Jessica Hall, eye health policy officer at the charity RNIB, said: “We very much welcome NICE’s recommendations, as we finally have a routinely available treatment option, which has been shown to be safe and effective for those adults most at risk of sight loss.”

Under NICE’s ruling, treatment with adalimumab is permitted where there is active disease, inadequate response or intolerance to immunosuppressants, systemic disease or both eyes are affected, and worsening vision with a high risk of blindness.

Treatment should be stopped if there is new active inflammatory chorioretinal or inflammatory retinal vascular lesions, or both, a two‑step increase in vitreous haze or anterior chamber cell grade or worsening of best corrected visual acuity by three or more lines or 15 letters.

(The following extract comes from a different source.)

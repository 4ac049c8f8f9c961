mod bridge;
mod overview;

pub use bridge::*;
pub use overview::*;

Meanwhile, dexamethasone intravitreal implant is recommended if there is active disease – defined as current inflammation in the eye – and worsening vision with a risk of blindness.

The NHS is now required to comply with the recommendations and make it available for eligible patients in England and Wales within three months of the guidance being published.

However, it noted that the recommendations were not intended to affect NHS treatment started before the guidance was published. Adults having treatment outside these recommendations may continue without change “until they and their NHS clinician consider it appropriate to stop”.

Adalimumab, made by AbbVie, is a monoclonal antibody that reduces inflammation by inhibiting pro-inflammatory cytokine tumour necrosis factor-alpha.

Dexamethasone intravitreal implant, produced by Allergan, is a biodegradable corticosteroid implant that suppresses inflammation by inhibiting the expression of pro-inflammatory mediators.

The NICE recommendation for adalimumab is based on efficacy and safety data from two randomised controlled trials, called VISUAL-I and VISUAL-II.

The trials demonstrated that adult patients with either active or controlled non-infectious intermediate, posterior and panuveitis treated with adalimumab had a significantly lower risk for uveitic flare or decrease in visual acuity, compared to placebo.

Meanwhile, the HURON trial showed that dexamethasone had improved outcomes, such as vitreous haze score and visual acuity, compared with a sham procedure, said NICE.

The recommended dose of adalimumab for adults with non-infectious uveitis is an initial dose of 80mg, followed by 40mg every other week starting one week after the initial dose. Adalimumab is given by subcutaneous injection.

Treatment with adalimumab can be started in combination with corticosteroids or with other non-biologic immunomodulatory agents. Concomitant corticosteroids may be “tapered off” from two weeks after starting treatment.

The recommended dose of dexamethasone intravitreal implant is one implant, containing 700 micrograms of dexamethasone, to be administered intravitreally to the affected eye. Administration to both eyes concurrently is not recommended.

Repeat doses should be considered when a patient experiences a response to treatment but followed by a loss in visual acuity and, in the clinician’s opinion, may benefit from retreatment without being exposed to significant risk.

Adalimumab costs £704.28 for two pre-filled injections and each dexamethasone intravitreal implant costs £870, according to figures in NICE’s technology appraisal guidance.